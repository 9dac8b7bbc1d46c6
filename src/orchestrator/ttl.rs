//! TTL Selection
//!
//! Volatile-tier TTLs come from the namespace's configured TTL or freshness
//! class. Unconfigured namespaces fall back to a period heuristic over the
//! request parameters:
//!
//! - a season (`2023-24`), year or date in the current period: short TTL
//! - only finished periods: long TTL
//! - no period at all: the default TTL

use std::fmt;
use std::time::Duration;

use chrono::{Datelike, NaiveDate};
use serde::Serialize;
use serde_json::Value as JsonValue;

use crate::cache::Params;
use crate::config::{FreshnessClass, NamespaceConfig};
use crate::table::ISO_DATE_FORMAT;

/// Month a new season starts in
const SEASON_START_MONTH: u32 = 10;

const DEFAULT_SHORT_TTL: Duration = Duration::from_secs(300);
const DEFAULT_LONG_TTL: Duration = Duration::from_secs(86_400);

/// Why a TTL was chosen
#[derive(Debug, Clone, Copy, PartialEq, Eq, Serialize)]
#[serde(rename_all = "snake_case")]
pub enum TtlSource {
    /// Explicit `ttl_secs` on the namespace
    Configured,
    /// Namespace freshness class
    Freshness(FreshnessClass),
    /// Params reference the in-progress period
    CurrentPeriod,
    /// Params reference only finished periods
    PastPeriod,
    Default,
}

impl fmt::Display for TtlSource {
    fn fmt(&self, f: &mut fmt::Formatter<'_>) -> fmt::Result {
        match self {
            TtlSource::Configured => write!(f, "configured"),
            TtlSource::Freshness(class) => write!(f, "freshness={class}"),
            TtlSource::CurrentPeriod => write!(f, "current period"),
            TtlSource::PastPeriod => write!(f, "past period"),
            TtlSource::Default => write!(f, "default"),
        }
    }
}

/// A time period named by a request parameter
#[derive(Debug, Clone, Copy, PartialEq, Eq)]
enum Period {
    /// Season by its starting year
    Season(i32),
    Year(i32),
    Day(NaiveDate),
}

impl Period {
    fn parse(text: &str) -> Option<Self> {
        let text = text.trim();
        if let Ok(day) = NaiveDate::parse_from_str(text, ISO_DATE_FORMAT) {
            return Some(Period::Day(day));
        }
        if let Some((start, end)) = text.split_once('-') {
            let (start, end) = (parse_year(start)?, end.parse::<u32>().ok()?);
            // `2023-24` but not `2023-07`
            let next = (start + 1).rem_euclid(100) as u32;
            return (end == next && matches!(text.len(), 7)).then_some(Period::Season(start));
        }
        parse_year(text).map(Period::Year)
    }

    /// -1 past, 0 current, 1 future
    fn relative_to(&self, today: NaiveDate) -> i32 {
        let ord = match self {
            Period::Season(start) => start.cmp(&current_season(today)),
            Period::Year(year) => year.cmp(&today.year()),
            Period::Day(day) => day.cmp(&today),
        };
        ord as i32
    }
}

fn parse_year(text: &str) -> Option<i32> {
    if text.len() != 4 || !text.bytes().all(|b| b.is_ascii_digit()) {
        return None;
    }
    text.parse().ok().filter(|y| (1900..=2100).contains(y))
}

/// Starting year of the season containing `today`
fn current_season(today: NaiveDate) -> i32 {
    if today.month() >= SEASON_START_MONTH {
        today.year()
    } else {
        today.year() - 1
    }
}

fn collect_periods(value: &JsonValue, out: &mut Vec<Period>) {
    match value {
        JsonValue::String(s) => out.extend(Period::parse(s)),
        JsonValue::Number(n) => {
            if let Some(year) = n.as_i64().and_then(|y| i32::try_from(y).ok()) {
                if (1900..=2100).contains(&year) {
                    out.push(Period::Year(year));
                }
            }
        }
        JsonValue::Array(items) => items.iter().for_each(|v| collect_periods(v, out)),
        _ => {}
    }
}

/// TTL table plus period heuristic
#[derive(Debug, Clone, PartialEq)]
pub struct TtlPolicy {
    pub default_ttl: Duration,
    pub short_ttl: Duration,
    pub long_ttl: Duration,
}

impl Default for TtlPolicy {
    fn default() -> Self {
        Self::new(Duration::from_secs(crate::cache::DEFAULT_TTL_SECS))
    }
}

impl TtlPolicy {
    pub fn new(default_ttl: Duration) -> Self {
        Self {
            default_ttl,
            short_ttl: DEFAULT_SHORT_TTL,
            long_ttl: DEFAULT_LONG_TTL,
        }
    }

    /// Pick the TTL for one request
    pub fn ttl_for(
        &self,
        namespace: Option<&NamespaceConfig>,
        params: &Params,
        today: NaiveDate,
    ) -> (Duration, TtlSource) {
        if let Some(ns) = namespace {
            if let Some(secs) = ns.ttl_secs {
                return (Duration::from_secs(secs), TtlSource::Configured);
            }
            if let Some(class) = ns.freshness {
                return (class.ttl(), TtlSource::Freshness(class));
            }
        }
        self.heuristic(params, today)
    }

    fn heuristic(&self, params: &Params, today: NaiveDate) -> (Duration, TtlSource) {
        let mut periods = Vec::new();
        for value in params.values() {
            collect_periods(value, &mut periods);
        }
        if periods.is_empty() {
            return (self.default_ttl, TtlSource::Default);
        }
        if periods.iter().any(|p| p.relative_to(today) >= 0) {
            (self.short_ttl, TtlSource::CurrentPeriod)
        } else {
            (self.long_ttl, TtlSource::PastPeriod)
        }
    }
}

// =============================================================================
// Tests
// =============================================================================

---

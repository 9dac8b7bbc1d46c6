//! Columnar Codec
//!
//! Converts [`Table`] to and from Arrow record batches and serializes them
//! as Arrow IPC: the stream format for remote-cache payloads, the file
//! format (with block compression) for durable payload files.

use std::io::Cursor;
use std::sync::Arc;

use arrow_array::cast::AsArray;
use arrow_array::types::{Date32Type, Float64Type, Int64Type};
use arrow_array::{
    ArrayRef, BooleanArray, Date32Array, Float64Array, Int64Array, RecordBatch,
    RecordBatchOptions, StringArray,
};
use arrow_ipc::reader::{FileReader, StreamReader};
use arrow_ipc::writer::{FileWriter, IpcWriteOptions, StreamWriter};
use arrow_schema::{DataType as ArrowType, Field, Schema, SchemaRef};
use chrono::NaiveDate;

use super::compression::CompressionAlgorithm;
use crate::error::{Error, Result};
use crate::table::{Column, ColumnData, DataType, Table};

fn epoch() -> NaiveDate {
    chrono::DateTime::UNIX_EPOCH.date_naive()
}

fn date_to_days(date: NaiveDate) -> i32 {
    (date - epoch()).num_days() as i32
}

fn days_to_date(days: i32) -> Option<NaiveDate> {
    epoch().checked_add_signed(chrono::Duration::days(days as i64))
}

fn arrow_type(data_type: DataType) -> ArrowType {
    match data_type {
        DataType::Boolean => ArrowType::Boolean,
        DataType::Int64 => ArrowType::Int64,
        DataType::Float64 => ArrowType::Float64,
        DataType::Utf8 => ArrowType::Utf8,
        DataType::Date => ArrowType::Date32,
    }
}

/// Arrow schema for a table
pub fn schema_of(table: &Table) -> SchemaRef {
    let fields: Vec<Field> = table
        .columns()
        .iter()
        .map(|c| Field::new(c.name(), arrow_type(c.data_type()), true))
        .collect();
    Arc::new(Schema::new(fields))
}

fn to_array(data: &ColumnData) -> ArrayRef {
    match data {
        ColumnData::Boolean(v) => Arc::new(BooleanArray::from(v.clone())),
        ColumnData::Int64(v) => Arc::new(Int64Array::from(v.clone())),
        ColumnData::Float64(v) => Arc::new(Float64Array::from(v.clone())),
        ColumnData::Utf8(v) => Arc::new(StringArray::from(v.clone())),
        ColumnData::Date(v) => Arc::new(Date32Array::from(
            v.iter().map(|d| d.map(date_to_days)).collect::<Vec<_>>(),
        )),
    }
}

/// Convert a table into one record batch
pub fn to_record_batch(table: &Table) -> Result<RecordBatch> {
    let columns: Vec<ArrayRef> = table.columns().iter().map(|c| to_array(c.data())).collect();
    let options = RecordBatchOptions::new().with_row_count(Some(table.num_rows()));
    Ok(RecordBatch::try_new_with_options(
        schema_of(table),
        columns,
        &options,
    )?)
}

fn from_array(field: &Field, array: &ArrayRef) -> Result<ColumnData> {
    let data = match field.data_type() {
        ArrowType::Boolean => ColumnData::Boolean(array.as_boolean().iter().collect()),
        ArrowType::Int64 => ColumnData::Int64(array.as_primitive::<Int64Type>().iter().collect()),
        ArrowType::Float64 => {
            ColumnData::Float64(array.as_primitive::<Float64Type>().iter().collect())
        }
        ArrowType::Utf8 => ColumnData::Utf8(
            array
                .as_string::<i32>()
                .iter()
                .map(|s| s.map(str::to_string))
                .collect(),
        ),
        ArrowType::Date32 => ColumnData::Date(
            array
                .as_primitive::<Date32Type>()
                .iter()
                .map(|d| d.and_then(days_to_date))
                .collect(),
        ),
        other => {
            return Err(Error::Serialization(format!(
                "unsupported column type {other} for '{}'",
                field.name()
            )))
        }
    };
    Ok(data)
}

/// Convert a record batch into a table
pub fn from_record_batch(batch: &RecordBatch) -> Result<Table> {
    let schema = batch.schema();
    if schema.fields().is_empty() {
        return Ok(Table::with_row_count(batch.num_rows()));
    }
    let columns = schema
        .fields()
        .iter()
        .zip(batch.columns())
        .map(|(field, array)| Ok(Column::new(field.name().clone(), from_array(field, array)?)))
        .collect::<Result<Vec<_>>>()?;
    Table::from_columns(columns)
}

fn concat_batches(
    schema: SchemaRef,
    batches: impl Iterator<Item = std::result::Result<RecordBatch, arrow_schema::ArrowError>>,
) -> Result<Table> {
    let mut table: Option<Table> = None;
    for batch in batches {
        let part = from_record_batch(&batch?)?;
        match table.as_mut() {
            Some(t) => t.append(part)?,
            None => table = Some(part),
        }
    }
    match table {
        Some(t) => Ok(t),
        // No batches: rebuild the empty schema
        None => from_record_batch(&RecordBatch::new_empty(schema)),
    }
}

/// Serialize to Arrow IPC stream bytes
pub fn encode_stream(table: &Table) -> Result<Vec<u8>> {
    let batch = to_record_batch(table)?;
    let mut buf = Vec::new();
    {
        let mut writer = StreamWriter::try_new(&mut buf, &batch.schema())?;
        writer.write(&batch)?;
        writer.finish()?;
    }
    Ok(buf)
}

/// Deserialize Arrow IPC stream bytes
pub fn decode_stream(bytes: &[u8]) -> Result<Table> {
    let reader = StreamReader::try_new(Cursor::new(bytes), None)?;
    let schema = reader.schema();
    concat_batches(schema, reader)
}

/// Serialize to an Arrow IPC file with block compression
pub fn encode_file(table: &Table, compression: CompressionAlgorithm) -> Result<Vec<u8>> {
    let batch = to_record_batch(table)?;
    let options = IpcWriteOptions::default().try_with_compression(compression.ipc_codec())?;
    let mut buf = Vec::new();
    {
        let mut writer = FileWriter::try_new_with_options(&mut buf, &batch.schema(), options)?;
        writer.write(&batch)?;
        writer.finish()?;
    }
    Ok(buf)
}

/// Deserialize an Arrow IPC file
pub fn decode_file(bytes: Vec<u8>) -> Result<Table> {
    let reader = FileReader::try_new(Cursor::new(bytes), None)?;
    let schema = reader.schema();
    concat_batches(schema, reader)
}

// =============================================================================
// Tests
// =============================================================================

Task instructions »
"PartialEq" is the string to look for; please copy every line of the records above where it appears.

Exercise result »
#[derive(Debug, Clone, Copy, PartialEq, Eq, Serialize)]
#[derive(Debug, Clone, Copy, PartialEq, Eq)]
#[derive(Debug, Clone, PartialEq)]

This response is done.